After building up the mlp using
## building a mlp model
model=Sequential()
model.add(Dense(25,input_shape=(10,),activation='relu'))
model.add(Dense(100,input_shape=(10,),activation='relu'))
model.add(Dense(150,input_shape=(16,),activation='relu'))
model.add(Dense(10,input_shape=(10,),activation='softmax'))

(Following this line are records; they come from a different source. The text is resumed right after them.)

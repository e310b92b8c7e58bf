//! `reqwest` implementation of [`ListingApi`] against the dashboard backend.

use reqwest::{Client, Method, RequestBuilder, Response};
use serde::de::DeserializeOwned;
use tracing::{debug, instrument};
use url::Url;

use crate::api::{ContactAck, ContactPatch, InterestAck, InterestPatch, ListingApi};
use crate::config::TrackerConfig;
use crate::error::{ApiError, ValidationError};
use crate::model::{parse_results, DetailId, InterestState, ListingGroup};

pub const CSRF_HEADER: &str = "X-CSRFToken";
pub const MAX_RESPONSE_BODY_SIZE: usize = 32 * 1024 * 1024;

const INTEREST_PATH: &str = "api/interest";
const CONTACT_PATH: &str = "api/contact";
const RESULTS_PATH: &str = "api/all_filtered_results/";

#[derive(Debug, Clone)]
pub struct HttpListingApi {
    client: Client,
    base: Url,
    csrf_token: Option<String>,
}

impl HttpListingApi {
    pub fn new(config: &TrackerConfig) -> Result<Self, ValidationError> {
        config.validate()?;
        let client = Client::builder()
            .build()
            .map_err(|e| ValidationError::Config(format!("cannot build HTTP client: {e}")))?;
        Ok(Self {
            client,
            base: config.api_url()?,
            csrf_token: config.csrf_token.clone(),
        })
    }

    #[must_use]
    pub fn base_url(&self) -> &Url {
        &self.base
    }

    pub fn interest_url(&self, detail_id: DetailId) -> Result<Url, ApiError> {
        self.endpoint(&format!("{INTEREST_PATH}/{detail_id}/"))
    }

    pub fn contact_url(&self, detail_id: DetailId) -> Result<Url, ApiError> {
        self.endpoint(&format!("{CONTACT_PATH}/{detail_id}/"))
    }

    pub fn results_url(&self, query: &str) -> Result<Url, ApiError> {
        let mut url = self.endpoint(RESULTS_PATH)?;
        let query = query.trim_start_matches('?');
        url.set_query((!query.is_empty()).then_some(query));
        Ok(url)
    }

    fn endpoint(&self, path: &str) -> Result<Url, ApiError> {
        self.base
            .join(path)
            .map_err(|e| ApiError::Transport(format!("cannot build URL for {path}: {e}")))
    }

    fn request(&self, method: Method, url: Url) -> RequestBuilder {
        let builder = self.client.request(method, url);
        match &self.csrf_token {
            Some(token) => builder.header(CSRF_HEADER, token),
            None => builder,
        }
    }

    async fn read_body(mut response: Response) -> Result<Vec<u8>, ApiError> {
        let status = response.status();
        if let Some(declared) = response.content_length() {
            ensure_within_cap(declared)?;
        }

        let mut body = Vec::new();
        while let Some(chunk) = response
            .chunk()
            .await
            .map_err(|e| ApiError::Transport(e.to_string()))?
        {
            ensure_within_cap((body.len() + chunk.len()) as u64)?;
            body.extend_from_slice(&chunk);
        }

        if !status.is_success() {
            return Err(ApiError::from_http_status(status.as_u16(), Some(&body)));
        }

        Ok(body)
    }

    async fn patch<B, T>(&self, url: Url, body: &B) -> Result<T, ApiError>
    where
        B: serde::Serialize + Sync,
        T: DeserializeOwned,
    {
        let response = self
            .request(Method::PATCH, url)
            .json(body)
            .send()
            .await
            .map_err(|e| ApiError::Transport(e.to_string()))?;

        let body = Self::read_body(response).await?;
        serde_json::from_slice(&body).map_err(|e| ApiError::MalformedResponse(e.to_string()))
    }
}

/// Fails once a body has grown, or declares it will grow, past the cap.
fn ensure_within_cap(len: u64) -> Result<(), ApiError> {
    if len > MAX_RESPONSE_BODY_SIZE as u64 {
        return Err(ApiError::MalformedResponse(format!(
            "response body of {len} bytes exceeds {MAX_RESPONSE_BODY_SIZE}"
        )));
    }
    Ok(())
}

#[async_trait::async_trait]
impl ListingApi for HttpListingApi {
    #[instrument(skip(self))]
    async fn set_interest(
        &self,
        detail_id: DetailId,
        interest: InterestState,
    ) -> Result<InterestState, ApiError> {
        let url = self.interest_url(detail_id)?;
        debug!(%url, %interest, "patching interest");
        let ack: InterestAck = self.patch(url, &InterestPatch { interest }).await?;
        ack.confirm(detail_id)
    }

    #[instrument(skip(self))]
    async fn set_contact(&self, detail_id: DetailId, contact: bool) -> Result<bool, ApiError> {
        let url = self.contact_url(detail_id)?;
        debug!(%url, contact, "patching contact");
        let ack: ContactAck = self.patch(url, &ContactPatch { contact }).await?;
        ack.confirm(detail_id)
    }

    #[instrument(skip(self))]
    async fn fetch_results(&self, query: &str) -> Result<Vec<ListingGroup>, ApiError> {
        let url = self.results_url(query)?;
        debug!(%url, "fetching results");
        let response = self
            .request(Method::GET, url)
            .send()
            .await
            .map_err(|e| ApiError::Transport(e.to_string()))?;

        let body = Self::read_body(response).await?;
        parse_results(&body).map_err(|e| ApiError::MalformedResponse(e.to_string()))
    }
}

model.compile(loss='categorical_crossentropy',
optimizer='Adam',metrics=['accuracy'])
When I'm trying to fit the model using:
model.fit(x_train, y_train, epochs=10,validation_data=(x_test,y_test))`
I'm getting this error:
ValueError Traceback (most recent call last) in 1 # Training the MLP on the 2D data ----> 2 model.fit(x_train, y_train, epochs=10,validation_data=(x_test,y_test))
~\anaconda\lib\site-packages\keras\engine\training.py in fit(self, x, y, batch_size, epochs, verbose, callbacks, validation_split, validation_data, shuffle, class_weight, sample_weight, initial_epoch, steps_per_epoch, validation_steps, **kwargs) 950 sample_weight=sample_weight, 951 class_weight=class_weight, --> 952 batch_size=batch_size) 953 # Prepare validation data. 954 do_validation = False
~\anaconda\lib\site-packages\keras\engine\training.py in _standardize_user_data(self, x, y, sample_weight, class_weight, check_array_lengths, batch_size) 749 feed_input_shapes, 750 check_batch_axis=False, # Don't enforce the batch size. --> 751 exception_prefix='input') 752 753 if y is not None:
~\anaconda\lib\site-packages\keras\engine\training_utils.py in standardize_input_data(data, names, shapes, check_batch_axis, exception_prefix) 136 ': expected ' + names[i] + ' to have shape ' + 137 str(shape) + ' but got array with shape ' + --> 138 str(data_shape)) 139 return data 140
ValueError: Error when checking input: expected dense_29_input to have shape (10,) but got array with shape (3072,)
Can someone please help me find the mistake?